DATA SHOWN Start Marker

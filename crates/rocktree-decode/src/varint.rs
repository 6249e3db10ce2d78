//! Variable-length integer reading.

use crate::error::{DecodeError, DecodeResult};

/// Read a little-endian base-128 varint starting at `*offset`.
///
/// On success `offset` is advanced past the varint.
pub fn read_varint(data: &[u8], offset: &mut usize) -> DecodeResult<u32> {
    let start = *offset;
    let mut value = 0u32;
    let mut shift = 0u32;

    loop {
        if shift >= 32 {
            return Err(DecodeError::VarintOverflow { offset: start });
        }
        let byte = *data
            .get(*offset)
            .ok_or(DecodeError::UnexpectedEof { offset: *offset })?;
        *offset += 1;

        value |= u32::from(byte & 0x7f) << shift;
        if byte & 0x80 == 0 {
            return Ok(value);
        }
        shift += 7;
    }
}
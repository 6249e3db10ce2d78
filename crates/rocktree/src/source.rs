//! Abstraction over where rocktree data comes from.

use std::future::Future;

use crate::bulk::{BulkMetadata, BulkRequest};
use crate::cache::Cache;
use crate::client::Client;
use crate::error::Result;
use crate::node::{Node, NodeRequest};
use crate::planetoid::Planetoid;

/// Provider of decoded planetoid, bulk and node data.
///
/// [`Client`] is the network implementation; tests substitute in-memory
/// fixtures.
pub trait DataSource: Send + Sync {
    fn fetch_planetoid(&self) -> impl Future<Output = Result<Planetoid>> + Send;

    fn fetch_bulk(&self, request: &BulkRequest)
    -> impl Future<Output = Result<BulkMetadata>> + Send;

    fn fetch_node(&self, request: &NodeRequest) -> impl Future<Output = Result<Node>> + Send;
}

impl<C: Cache> DataSource for Client<C> {
    fn fetch_planetoid(&self) -> impl Future<Output = Result<Planetoid>> + Send {
        Client::fetch_planetoid(self)
    }

    fn fetch_bulk(
        &self,
        request: &BulkRequest,
    ) -> impl Future<Output = Result<BulkMetadata>> + Send {
        Client::fetch_bulk(self, request)
    }

    fn fetch_node(&self, request: &NodeRequest) -> impl Future<Output = Result<Node>> + Send {
        Client::fetch_node(self, request)
    }
}
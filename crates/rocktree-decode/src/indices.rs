//! Index unpacking.

use crate::error::{DecodeError, DecodeResult};
use crate::varint::read_varint;

/// Unpack varint-encoded triangle strip indices.
///
/// The buffer starts with the strip length, followed by one varint per
/// strip entry. Each entry is `zeros - value`, where `zeros` counts the
/// zero values seen so far, so a zero introduces the next new vertex.
///
/// The indices form a triangle strip, where degenerate triangles
/// (with repeated vertices) are used for strip restarts.
pub fn unpack_indices(packed: &[u8]) -> DecodeResult<Vec<u16>> {
    let mut offset = 0;
    let len = read_varint(packed, &mut offset)? as usize;

    // Every entry takes at least one byte.
    let mut strip = Vec::with_capacity(len.min(packed.len()));
    let mut zeros = 0u32;
    for _ in 0..len {
        let value = read_varint(packed, &mut offset)?;
        let index = zeros
            .checked_sub(value)
            .and_then(|index| u16::try_from(index).ok())
            .ok_or(DecodeError::IndexOutOfRange {
                field: "indices",
                index: value as usize,
                len: zeros as usize,
            })?;
        strip.push(index);
        if value == 0 {
            zeros += 1;
        }
    }

    Ok(strip)
}
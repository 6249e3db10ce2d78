//! Response caching keyed by URL.

use std::collections::HashMap;
use std::sync::{Mutex, PoisonError};

/// Storage for raw response bodies.
pub trait Cache: Send + Sync {
    /// Previously stored body for `url`, if any.
    fn get(&self, url: &str) -> Option<Vec<u8>>;

    /// Remember the body fetched from `url`.
    fn insert(&self, url: &str, bytes: &[u8]);
}

/// Cache that never stores anything; every lookup goes to the network.
#[derive(Debug, Clone, Copy, Default)]
pub struct NoCache;

impl Cache for NoCache {
    fn get(&self, _url: &str) -> Option<Vec<u8>> {
        None
    }

    fn insert(&self, _url: &str, _bytes: &[u8]) {}
}

/// Unbounded in-memory cache; entries never expire.
#[derive(Debug, Default)]
pub struct MemoryCache {
    entries: Mutex<HashMap<String, Vec<u8>>>,
}

impl MemoryCache {
    #[must_use]
    pub fn new() -> Self {
        Self::default()
    }

    /// Number of cached responses.
    pub fn len(&self) -> usize {
        self.entries
            .lock()
            .unwrap_or_else(PoisonError::into_inner)
            .len()
    }

    pub fn is_empty(&self) -> bool {
        self.len() == 0
    }
}

impl Cache for MemoryCache {
    fn get(&self, url: &str) -> Option<Vec<u8>> {
        self.entries
            .lock()
            .unwrap_or_else(PoisonError::into_inner)
            .get(url)
            .cloned()
    }

    fn insert(&self, url: &str, bytes: &[u8]) {
        self.entries
            .lock()
            .unwrap_or_else(PoisonError::into_inner)
            .insert(url.to_owned(), bytes.to_vec());
    }
}
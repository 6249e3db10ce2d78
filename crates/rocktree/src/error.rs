//! Error type for fetching and decoding.

use thiserror::Error;

/// Errors returned by [`Client`](crate::Client) and [`DataSource`](crate::DataSource)
/// implementations.
#[derive(Debug, Error)]
pub enum Error {
    #[error("request to {url} failed: {source}")]
    Http {
        url: String,
        #[source]
        source: reqwest::Error,
    },

    #[error("{url} returned HTTP {status}")]
    Status { url: String, status: u16 },

    #[error("{url} not found")]
    NotFound { url: String },

    #[error("invalid protobuf payload: {0}")]
    Protobuf(#[from] prost::DecodeError),

    #[error("invalid packed data: {0}")]
    Decode(#[from] rocktree_decode::DecodeError),

    #[error("missing field {0}")]
    MissingField(&'static str),

    #[error("gave up on {url} after {attempts} attempts: {source}")]
    RetryExhausted {
        url: String,
        attempts: u32,
        #[source]
        source: Box<Error>,
    },
}

impl Error {
    /// Transport failures and unexpected statuses are worth retrying;
    /// missing resources and malformed payloads are not.
    #[must_use]
    pub fn is_retryable(&self) -> bool {
        matches!(self, Self::Http { .. } | Self::Status { .. })
    }
}

/// Result alias for this crate.
pub type Result<T> = std::result::Result<T, Error>;
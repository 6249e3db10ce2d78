//! Recursive node discovery and download with bounded concurrency.

use std::future::Future;
use std::pin::Pin;
use std::sync::Arc;

use rocktree::{DataSource, Node};
use tokio::task::JoinSet;

use crate::config::DEFAULT_PARALLELISM;
use crate::limiter::{Admission, BranchLimiter};
use crate::navigator::BulkNavigator;

/// Receives search progress.
pub trait SearchObserver: Send + Sync + 'static {
    /// An existing node was found; its children are about to be searched.
    fn node_found(&self, path: &str);

    /// A node's data arrived after all 8 children were searched. `exclude`
    /// lists, ascending, the child digits that exist and therefore replace
    /// the triangles tagged with that octant.
    fn node_downloaded(&self, path: &str, node: &Node, exclude: &[u8]) -> anyhow::Result<()>;
}

/// Search tuning.
#[derive(Debug, Clone, Copy, PartialEq, Eq)]
pub struct SearchConfig {
    /// Branches in flight, including the calling one. 1 searches serially.
    pub parallelism: usize,
    /// Queue only the starting octant's children at the front; deeper
    /// branches wait at the back.
    pub prioritize_root: bool,
}

impl Default for SearchConfig {
    fn default() -> Self {
        Self {
            parallelism: DEFAULT_PARALLELISM,
            prioritize_root: false,
        }
    }
}

impl SearchConfig {
    #[must_use]
    pub fn serial() -> Self {
        Self {
            parallelism: 1,
            ..Self::default()
        }
    }
}

type Branch = Pin<Box<dyn Future<Output = bool> + Send>>;

/// Walks the octree below a path, downloading every node that exists.
pub struct NodeSearcher<S, O> {
    navigator: BulkNavigator<S>,
    limiter: BranchLimiter,
    config: SearchConfig,
    observer: O,
}

/// Returns a limiter slot when a child branch ends, even by panic.
struct SlotRelease<S: DataSource + 'static, O: SearchObserver>(Arc<NodeSearcher<S, O>>);

impl<S: DataSource + 'static, O: SearchObserver> Drop for SlotRelease<S, O> {
    fn drop(&mut self) {
        self.0.limiter.release();
    }
}

impl<S: DataSource + 'static, O: SearchObserver> NodeSearcher<S, O> {
    pub fn new(source: Arc<S>, root_epoch: u32, config: SearchConfig, observer: O) -> Arc<Self> {
        Arc::new(Self {
            navigator: BulkNavigator::new(source, root_epoch),
            limiter: BranchLimiter::new(config.parallelism.saturating_sub(1)),
            config,
            observer,
        })
    }

    pub fn observer(&self) -> &O {
        &self.observer
    }

    /// Search `path` and everything below it, up to `max_depth` digits.
    ///
    /// Returns whether `path` exists in the index.
    pub async fn search(self: &Arc<Self>, path: &str, max_depth: usize) -> bool {
        Arc::clone(self)
            .branch(path.to_owned(), max_depth, path.len())
            .await
    }

    fn admission(&self, parent_depth: usize, start_depth: usize) -> Admission {
        if self.config.prioritize_root && parent_depth > start_depth {
            Admission::Back
        } else {
            Admission::Front
        }
    }

    fn branch(self: Arc<Self>, path: String, max_depth: usize, start_depth: usize) -> Branch {
        Box::pin(async move {
            if path.len() > max_depth {
                return false;
            }
            let Some(location) = self.navigator.resolve(&path).await else {
                return false;
            };

            tracing::info!("Found {}", path);
            self.observer.node_found(&path);

            let admission = self.admission(path.len(), start_depth);
            let mut children = JoinSet::new();
            for digit in 0..8u8 {
                let searcher = Arc::clone(&self);
                let child = format!("{path}{digit}");
                children.spawn(async move {
                    let _slot = SlotRelease(Arc::clone(&searcher));
                    (digit, searcher.branch(child, max_depth, start_depth).await)
                });
                self.limiter.acquire(admission).await;
            }

            let mut exclude = Vec::new();
            while let Some(joined) = children.join_next().await {
                match joined {
                    Ok((digit, true)) => exclude.push(digit),
                    Ok((_, false)) => {}
                    Err(e) => tracing::warn!("Branch under {} failed: {}", path, e),
                }
            }
            exclude.sort_unstable();

            let Some(request) = location.node_request() else {
                tracing::warn!("No node metadata for {}", path);
                return false;
            };
            let node = match self.navigator.source().fetch_node(&request).await {
                Ok(node) => node,
                Err(e) => {
                    tracing::warn!("Failed to download {}: {}", path, e);
                    return false;
                }
            };

            tracing::info!("Downloaded {} (excluding {:?})", path, exclude);
            if let Err(e) = self.observer.node_downloaded(&path, &node, &exclude) {
                tracing::error!("Failed to store {}: {:#}", path, e);
                return false;
            }
            true
        })
    }
}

DATA SHOWN End Marker

▸ REQUIRED ACTION: Exactly as written, reproduce the lines of the data above from the first line through the line where "value |= u32::from(byte" appears.

▸ RESULT OF THIS TASK:
filename crates/rocktree-decode/src/varint.rs
repository 6249e3db10ce2d78
//! Variable-length integer reading.

use crate::error::{DecodeError, DecodeResult};

/// Read a little-endian base-128 varint starting at `*offset`.
///
/// On success `offset` is advanced past the varint.
pub fn read_varint(data: &[u8], offset: &mut usize) -> DecodeResult<u32> {
    let start = *offset;
    let mut value = 0u32;
    let mut shift = 0u32;

    loop {
        if shift >= 32 {
            return Err(DecodeError::VarintOverflow { offset: start });
        }
        let byte = *data
            .get(*offset)
            .ok_or(DecodeError::UnexpectedEof { offset: *offset })?;
        *offset += 1;

        value |= u32::from(byte & 0x7f) << shift;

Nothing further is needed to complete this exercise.